A joint University of California, SFO/University of Pittsburgh study has been released which finds "playing violent videogames can lead young men to believe it is acceptable to smoke marijuana and drink alcohol", Gamasutra reports. Reuters is also carrying the story, with some information about methodology available in that piece. From the article: "Brady and Matthews had a group of 100 male undergraduates aged 18 to 21 play either Grand Theft Auto III or The Simpsons: Hit and Run. In the Simpsons game, players took the role of Homer Simpson and their task was to deliver daughter Lisa's science project to school before it could be marked late. In Grand Theft Auto III, players took the role of a criminal, and were instructed by the Mafia to beat up a drug dealer with a baseball bat."

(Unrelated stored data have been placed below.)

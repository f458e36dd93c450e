use num_traits::ToPrimitive;
use std::fmt;
use std::fs;
use std::path::Path;
use tracing::info;

use super::{to_f64, Bounds};
use crate::data::{Hull, Point};

pub const DEFAULT_TITLE: &str = "Convex Hull using Graham Scan";

// Distance between the plot area and the edge of the image.
const MARGIN: f64 = 60.0;
// Roughly this many grid lines per axis.
const GRID_LINES: f64 = 8.0;

/// SVG plot of a point set and its hull.
///
/// Input points are drawn as blue dots and the hull as a closed red outline. A
/// two-vertex hull is drawn as a segment and smaller hulls are not drawn at all.
///
/// ```rust
/// # use hullscan::algorithms::convex_hull;
/// # use hullscan::data::Point;
/// # use hullscan::render::SvgPlot;
/// let pts = vec![Point::new([0, 0]), Point::new([4, 0]), Point::new([0, 4]), Point::new([1, 1])];
/// let hull = convex_hull(&pts);
/// let svg = SvgPlot::new(&pts, &hull).size(400, 300).to_string();
/// assert!(svg.starts_with("<svg"));
/// assert!(svg.contains("<polygon"));
/// ```
#[derive(Debug, Clone)]
pub struct SvgPlot<'a, T> {
  points: &'a [Point<T, 2>],
  hull: &'a Hull<T>,
  width: u32,
  height: u32,
  title: String,
}

impl<'a, T> SvgPlot<'a, T>
where
  T: ToPrimitive,
{
  pub fn new(points: &'a [Point<T, 2>], hull: &'a Hull<T>) -> SvgPlot<'a, T> {
    SvgPlot {
      points,
      hull,
      width: 800,
      height: 800,
      title: DEFAULT_TITLE.to_string(),
    }
  }

  /// Image size in pixels.
  #[must_use]
  pub fn size(mut self, width: u32, height: u32) -> Self {
    self.width = width;
    self.height = height;
    self
  }

  #[must_use]
  pub fn title(mut self, title: impl Into<String>) -> Self {
    self.title = title.into();
    self
  }

  pub fn save(&self, path: impl AsRef<Path>) -> std::io::Result<()> {
    let path = path.as_ref();
    fs::write(path, self.to_string())?;
    info!(path = %path.display(), "saved plot");
    Ok(())
  }

  fn frame(&self) -> Frame {
    Frame {
      bounds: Bounds::of(self.points.iter().chain(self.hull.iter())).padded(0.1),
      width: f64::from(self.width),
      height: f64::from(self.height),
    }
  }

  fn write_grid(&self, f: &mut fmt::Formatter<'_>, frame: &Frame) -> fmt::Result {
    let (left, top, right, bottom) = frame.plot_area();
    for axis in 0..2 {
      let step = nice_step(frame.bounds.extent(axis) / GRID_LINES);
      for value in ticks(frame.bounds.min[axis], frame.bounds.max[axis], step) {
        let label = format_tick(value, step);
        if axis == 0 {
          let (x, _) = frame.project([value, frame.bounds.min[1]]);
          writeln!(
            f,
            r##"  <line x1="{x:.1}" y1="{top:.1}" x2="{x:.1}" y2="{bottom:.1}" stroke="#dddddd" stroke-width="1"/>"##
          )?;
          writeln!(
            f,
            r#"  <text x="{x:.1}" y="{:.1}" font-size="12" text-anchor="middle">{label}</text>"#,
            bottom + 18.0
          )?;
        } else {
          let (_, y) = frame.project([frame.bounds.min[0], value]);
          writeln!(
            f,
            r##"  <line x1="{left:.1}" y1="{y:.1}" x2="{right:.1}" y2="{y:.1}" stroke="#dddddd" stroke-width="1"/>"##
          )?;
          writeln!(
            f,
            r#"  <text x="{:.1}" y="{:.1}" font-size="12" text-anchor="end">{label}</text>"#,
            left - 8.0,
            y + 4.0
          )?;
        }
      }
    }
    writeln!(
      f,
      r#"  <rect x="{left:.1}" y="{top:.1}" width="{:.1}" height="{:.1}" fill="none" stroke="black" stroke-width="1"/>"#,
      right - left,
      bottom - top
    )
  }

  fn write_hull(&self, f: &mut fmt::Formatter<'_>, frame: &Frame) -> fmt::Result {
    let vertices: Vec<(f64, f64)> = self
      .hull
      .iter()
      .filter_map(to_f64)
      .map(|pt| frame.project(pt))
      .collect();
    match vertices.as_slice() {
      [] | [_] => Ok(()),
      [(x1, y1), (x2, y2)] => writeln!(
        f,
        r#"  <line x1="{x1:.1}" y1="{y1:.1}" x2="{x2:.1}" y2="{y2:.1}" stroke="red" stroke-width="2"/>"#
      ),
      _ => {
        let coords: Vec<String> = vertices
          .iter()
          .map(|(x, y)| format!("{x:.1},{y:.1}"))
          .collect();
        writeln!(
          f,
          r#"  <polygon points="{}" fill="none" stroke="red" stroke-width="2"/>"#,
          coords.join(" ")
        )
      }
    }
  }
}

impl<'a, T> fmt::Display for SvgPlot<'a, T>
where
  T: ToPrimitive,
{
  fn fmt(&self, f: &mut fmt::Formatter<'_>) -> fmt::Result {
    let frame = self.frame();
    let (left, top, right, bottom) = frame.plot_area();
    writeln!(
      f,
      r#"<svg xmlns="http://www.w3.org/2000/svg" width="{w}" height="{h}" viewBox="0 0 {w} {h}">"#,
      w = self.width,
      h = self.height
    )?;
    writeln!(f, r#"  <rect width="100%" height="100%" fill="white"/>"#)?;
    self.write_grid(f, &frame)?;
    writeln!(
      f,
      r#"  <text x="{:.1}" y="{:.1}" font-size="18" text-anchor="middle">{}</text>"#,
      (left + right) / 2.0,
      top / 2.0 + 6.0,
      escape(&self.title)
    )?;
    writeln!(
      f,
      r#"  <text x="{:.1}" y="{:.1}" font-size="14" text-anchor="middle">X</text>"#,
      (left + right) / 2.0,
      bottom + 42.0
    )?;
    writeln!(
      f,
      r#"  <text x="{:.1}" y="{:.1}" font-size="14" text-anchor="middle">Y</text>"#,
      left - 42.0,
      (top + bottom) / 2.0
    )?;
    self.write_hull(f, &frame)?;
    for (x, y) in self.points.iter().filter_map(to_f64).map(|pt| frame.project(pt)) {
      writeln!(f, r#"  <circle cx="{x:.1}" cy="{y:.1}" r="4" fill="blue"/>"#)?;
    }
    writeln!(f, "</svg>")
  }
}

struct Frame {
  bounds: Bounds,
  width: f64,
  height: f64,
}

impl Frame {
  fn plot_area(&self) -> (f64, f64, f64, f64) {
    (MARGIN, MARGIN, self.width - MARGIN, self.height - MARGIN)
  }

  // Data space to image space. The y-axis points up.
  fn project(&self, pt: [f64; 2]) -> (f64, f64) {
    let (left, top, right, bottom) = self.plot_area();
    let [u, v] = self.bounds.normalize(pt);
    (left + u * (right - left), bottom - v * (bottom - top))
  }
}

// 1, 2 or 5 times a power of ten, at least `raw`.
fn nice_step(raw: f64) -> f64 {
  if !(raw.is_finite() && raw > 0.0) {
    return 1.0;
  }
  let magnitude = 10f64.powf(raw.log10().floor());
  let nice = match raw / magnitude {
    n if n <= 1.0 => 1.0,
    n if n <= 2.0 => 2.0,
    n if n <= 5.0 => 5.0,
    _ => 10.0,
  };
  nice * magnitude
}

fn ticks(min: f64, max: f64, step: f64) -> impl Iterator<Item = f64> {
  let first = (min / step).ceil();
  (0..100)
    .map(move |k| (first + f64::from(k)) * step)
    .take_while(move |value| *value <= max + step * 1e-9)
}

fn format_tick(value: f64, step: f64) -> String {
  let precision = if step >= 1.0 {
    0
  } else {
    (-step.log10().floor()) as usize
  };
  // No "-0".
  let value = if value.abs() < step * 1e-9 { 0.0 } else { value };
  format!("{value:.precision$}")
}

fn escape(text: &str) -> String {
  text
    .replace('&', "&amp;")
    .replace('<', "&lt;")
    .replace('>', "&gt;")
}

#[cfg(test)]
mod tests {
  use super::*;
  use crate::algorithms::convex_hull;
  use crate::io::default_points;

  #[test]
  fn draws_points_and_closed_hull() {
    let pts = default_points();
    let hull = convex_hull(&pts);
    let svg = SvgPlot::new(&pts, &hull).to_string();
    assert_eq!(svg.matches("<circle").count(), 8);
    assert_eq!(svg.matches("<polygon").count(), 1);
    // (0, 0) in a 4.8 by 4.8 box starting at -0.4.
    assert!(svg.contains(r#"<polygon points="116.7,683.3 "#));
    assert!(svg.contains(DEFAULT_TITLE));
    assert!(svg.trim_end().ends_with("</svg>"));
  }

  #[test]
  fn segment_hull_is_a_line() {
    let pts = vec![Point::new([0, 0]), Point::new([1, 1]), Point::new([2, 2])];
    let hull = convex_hull(&pts);
    let svg = SvgPlot::new(&pts, &hull).to_string();
    assert!(!svg.contains("<polygon"));
    assert!(svg.contains(r#"stroke="red""#));
  }

  #[test]
  fn single_point_has_no_outline() {
    let pts = vec![Point::new([3, 3])];
    let hull = convex_hull(&pts);
    let svg = SvgPlot::new(&pts, &hull).size(200, 200).to_string();
    assert!(!svg.contains(r#"stroke="red""#));
    assert!(svg.contains(r#"<circle cx="100.0" cy="100.0""#));
  }

  #[test]
  fn title_is_escaped() {
    let pts: Vec<Point<f64, 2>> = vec![];
    let hull = convex_hull(&pts);
    let svg = SvgPlot::new(&pts, &hull).title("a < b & c").to_string();
    assert!(svg.contains("a &lt; b &amp; c"));
  }

  #[test]
  fn steps_and_ticks() {
    assert_eq!(nice_step(0.6), 1.0);
    assert_eq!(nice_step(1.3), 2.0);
    assert_eq!(nice_step(30.0), 50.0);
    assert_eq!(nice_step(0.0), 1.0);
    let values: Vec<f64> = ticks(-0.4, 4.4, 1.0).collect();
    assert_eq!(values, vec![-0.0, 1.0, 2.0, 3.0, 4.0]);
    assert_eq!(format_tick(-0.0, 1.0), "0");
    assert_eq!(format_tick(0.25, 0.05), "0.25");
  }

  #[test]
  fn save_writes_file() {
    let dir = tempfile::tempdir().unwrap();
    let path = dir.path().join("hull.svg");
    let pts = default_points();
    let hull = pts.convex_hull();
    SvgPlot::new(&pts, &hull).save(&path).unwrap();
    assert!(fs::read_to_string(&path).unwrap().contains("<polygon"));
  }
}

12 of 228 comments (clear)

  1. We used to get wasted by nb+caffeine · · Score: 4, Funny

    and play Kirbys Avalanche. OH NOES, puzzle games lead to selling yourself for smack. Totally.

    --

    "Something's wrong with you...and I hope we never do meet again." - Deftones When Girls Telephone Boys
  2. Flamebait by gerbalblaste · · Score: 5, Insightful

    Someone please mod this article +5 flamebait.

  3. Mark article "redundant" by Opportunist · · Score: 4, Insightful

    How many "studies" are we going to read on this? How often are we getting told "games make you violent"? How often are we going to say "bullshit"?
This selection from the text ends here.